Google offers a Codelab for optimizing Single Page Applications (SPAs) in search.

Track Analytics for Single Page Applications with Virtual Pageviews

If your website loads page content dynamically and updates the document’s URL, you’ll want to send additional pageviews to track these “virtual pageviews”.

When your application loads content dynamically and updates the URL in the address bar, the data stored on your tracker should be updated as well.

The Google Analytics crew has thorough documentation on virtual pageviews for SPAs, which involves adding a manual tag to send information to your tracking server, when new content is loaded.

Get Your Content Discovered in First Wave Indexing by Server-Side Rendering Your Hero Elements

Search engines are looking to match pages to an intent.

Does this page useful in answering a transactional, information, or local intent?

If my query has a transactional intent, then elements like product name, price, and availability are critical to answering my intent.

This content is known as your hero elements.

By server-side rendering these, you can tell Google what intent your page matches in the first wave of indexing – without waiting for JavaScript to render.

In addition to these on hero elements, use SSR for:

Don’t Contradict Yourself Between the HTML & DOM

The basics of SEO teach us simplicity.

Pages get one title. One meta description. One set of robots directives.

With Angular, you could send different meta data and directives in the HTML than DOM.

Our bot friends run on code doing things in a set order. If you place a noindex directive in the HTML, Googlebot won’t execute the script to find the index tag in the DOM because you told it not to render the DOM.

Don’t Split Structured Data Markup Between HTML & DOM

With Angular, you could render Schema.org markup in either the HTML (preferable) or DOM.

Either will work but it very important that the complete markup is in a single location – either the HTML or DOM.

If you split the two by rendering part of the markup in HTML and populating attributes DOM, the separate components are seen as different sets of markups.

Neither of them will be complete. Structured data markup is either valid or not. There’s no “partial.” Maximum effort.

Slow or Blocked Resources Can Make Content Undiscoverable

Slow or blocked resources won’t be considered in how your content is discovered. Slow resources will show as temporarily unavailable.

A request for a script needs to be completed in ~4s. Blocked resources will be denoted as such in the tool output.

Support Paginated Loading for Infinite Scroll

Pagination on mobile can be frustrating.

You don’t have to choose between ease of use and Googlebot crawling. Instead, use History API checkpoints – URLs that would allow a user (or bot) to return back to the same place.

According to Google:

If you are implementing an infinite scroll experience, make sure to support paginated loading. Paginated loading is important for users because it allows them to share and re-engage with your content. It also allows Google to show a link to a specific point in the content, rather than the top of an infinite scrolling page.
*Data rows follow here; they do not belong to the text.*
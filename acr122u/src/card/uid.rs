// acr122u/src/card/uid.rs
//! Block check characters of double-size (7 byte) UIDs.
//!
//! On MIFARE Ultralight / NTAG the UID is stored across pages 0..2 together
//! with two check bytes: BCC0 at page 0 byte 3 and BCC1 at page 2 byte 0.

use crate::constants::UID_CASCADE_TAG;
use crate::protocol::compute_check_digit;
use crate::types::Uid;
use crate::{Error, Result};

/// Length of a double-size UID.
pub const DOUBLE_SIZE_UID_LEN: usize = 7;

impl Uid {
    /// BCC0 = CT ^ UID0 ^ UID1 ^ UID2.
    pub fn bcc0(&self) -> Result<u8> {
        let bytes = self.double_size()?;
        Ok(compute_check_digit(&bytes[..3], UID_CASCADE_TAG))
    }

    /// BCC1 = UID3 ^ UID4 ^ UID5 ^ UID6.
    pub fn bcc1(&self) -> Result<u8> {
        let bytes = self.double_size()?;
        Ok(compute_check_digit(&bytes[3..7], 0x00))
    }

    /// Check the stored check bytes read back from pages 0 and 2.
    pub fn verify_bcc(&self, bcc0: u8, bcc1: u8) -> Result<bool> {
        Ok(self.bcc0()? == bcc0 && self.bcc1()? == bcc1)
    }

    fn double_size(&self) -> Result<&[u8]> {
        if self.len() != DOUBLE_SIZE_UID_LEN {
            return Err(Error::InvalidLength {
                expected: DOUBLE_SIZE_UID_LEN,
                actual: self.len(),
            });
        }
        Ok(self.as_bytes())
    }
}
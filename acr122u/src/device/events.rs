// acr122u/src/device/events.rs

use crate::Error;
use crate::device::{Connection, ExitHandle};
use crate::protocol::AtrInfo;
use crate::types::{Protocol, StatusBits};

/// A card was inserted and connected.
#[derive(Debug, Clone)]
pub struct ConnectEvent {
    pub reader: String,
    pub status: StatusBits,
    pub info: AtrInfo,
    pub protocol: Protocol,
    pub connection: Connection,
    pub exit: ExitHandle,
}

/// A card was inserted but the connection attempt failed.
#[derive(Debug, Clone)]
pub struct ConnectErrorEvent {
    pub reader: String,
    pub error: Error,
    pub status: StatusBits,
    pub info: AtrInfo,
    pub exit: ExitHandle,
}

#[derive(Debug, Clone)]
pub struct CardRemovedEvent {
    pub reader: String,
    pub status: StatusBits,
    pub info: AtrInfo,
    pub exit: ExitHandle,
}

/// The card was removed and releasing it failed. The reader is idle anyway.
#[derive(Debug, Clone)]
pub struct CardRemovedErrorEvent {
    pub reader: String,
    pub error: Error,
    pub status: StatusBits,
    pub info: AtrInfo,
    pub exit: ExitHandle,
}

#[derive(Debug, Clone)]
pub struct EndEvent {
    pub reader: String,
}

/// Transport-level error; `reader` is set when a reader reported it.
#[derive(Debug, Clone)]
pub struct TransportErrorEvent {
    pub reader: Option<String>,
    pub error: Error,
}

/// Every event the lifecycle produces, as sent over a channel.
#[derive(Debug, Clone)]
pub enum LifecycleEvent {
    Connect(ConnectEvent),
    ConnectError(ConnectErrorEvent),
    CardRemoved(CardRemovedEvent),
    CardRemovedError(CardRemovedErrorEvent),
    End(EndEvent),
    TransportError(TransportErrorEvent),
}

impl LifecycleEvent {
    /// Reader the event belongs to, if any.
    pub fn reader(&self) -> Option<&str> {
        match self {
            Self::Connect(e) => Some(&e.reader),
            Self::ConnectError(e) => Some(&e.reader),
            Self::CardRemoved(e) => Some(&e.reader),
            Self::CardRemovedError(e) => Some(&e.reader),
            Self::End(e) => Some(&e.reader),
            Self::TransportError(e) => e.reader.as_deref(),
        }
    }

    /// Short kind name for logs.
    pub fn kind(&self) -> &'static str {
        match self {
            Self::Connect(_) => "connect",
            Self::ConnectError(_) => "connect-error",
            Self::CardRemoved(_) => "card-removed",
            Self::CardRemovedError(_) => "card-removed-error",
            Self::End(_) => "end",
            Self::TransportError(_) => "transport-error",
        }
    }
}
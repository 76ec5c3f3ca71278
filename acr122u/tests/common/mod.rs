// Shared helpers for integration tests. Each test file pulls this in with
// `#[path = "../common/mod.rs"]`, so not every helper is used everywhere.
#![allow(dead_code)]

pub mod fixtures;

use std::time::Duration;

use acr122u::device::LifecycleEvent;
use tokio::sync::mpsc::UnboundedReceiver;

/// Receive the next lifecycle event, failing the test after one second.
pub async fn next_event(rx: &mut UnboundedReceiver<LifecycleEvent>) -> LifecycleEvent {
    tokio::time::timeout(Duration::from_secs(1), rx.recv())
        .await
        .expect("timed out waiting for lifecycle event")
        .expect("event channel closed")
}

/// Assert that no event is pending right now.
pub fn assert_no_event(rx: &mut UnboundedReceiver<LifecycleEvent>) {
    if let Ok(event) = rx.try_recv() {
        panic!("unexpected {} event", event.kind());
    }
}

pub fn init_logger() {
    let _ = env_logger::builder().is_test(true).try_init();
}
To support paginated loading, provide a unique link to each section that users can share and load directly. We recommend using the History API to update the URL when the content is loaded dynamically.

Learn more with Google’s fresh Lazy Loading developer documentation.

Don’t Wait on Permissions, Events, or Interactions to Display Content

Interaction Observer > Onscroll Events

Using onscroll events to lazy load?

Googlebot won’t see it. Instead, use Googlebot-friendly Intersection Observer to know when a component is in the viewport.

Use CSS Toggle Visibility for Tap to Load

If your site has valuable context behind accordions, tabs, or other tap-to-load interactions, don’t wait for the area to be exposed to load it.

Load the content in the HTML or DOM and expose it using CSS functionalities.

You’re Never Getting That Permission

If your site asks for permissions, Googlebot will decline. These include geolocation, notifications, push, and many others listed on W3C’s permission registry.

Crawlable Links Have Anchor Tags With Href Attributes

<a href=”/good-times”>

The concept of web crawlers is based on discovering content by following links. Your Angular content needs links with a href attributes to be discovered.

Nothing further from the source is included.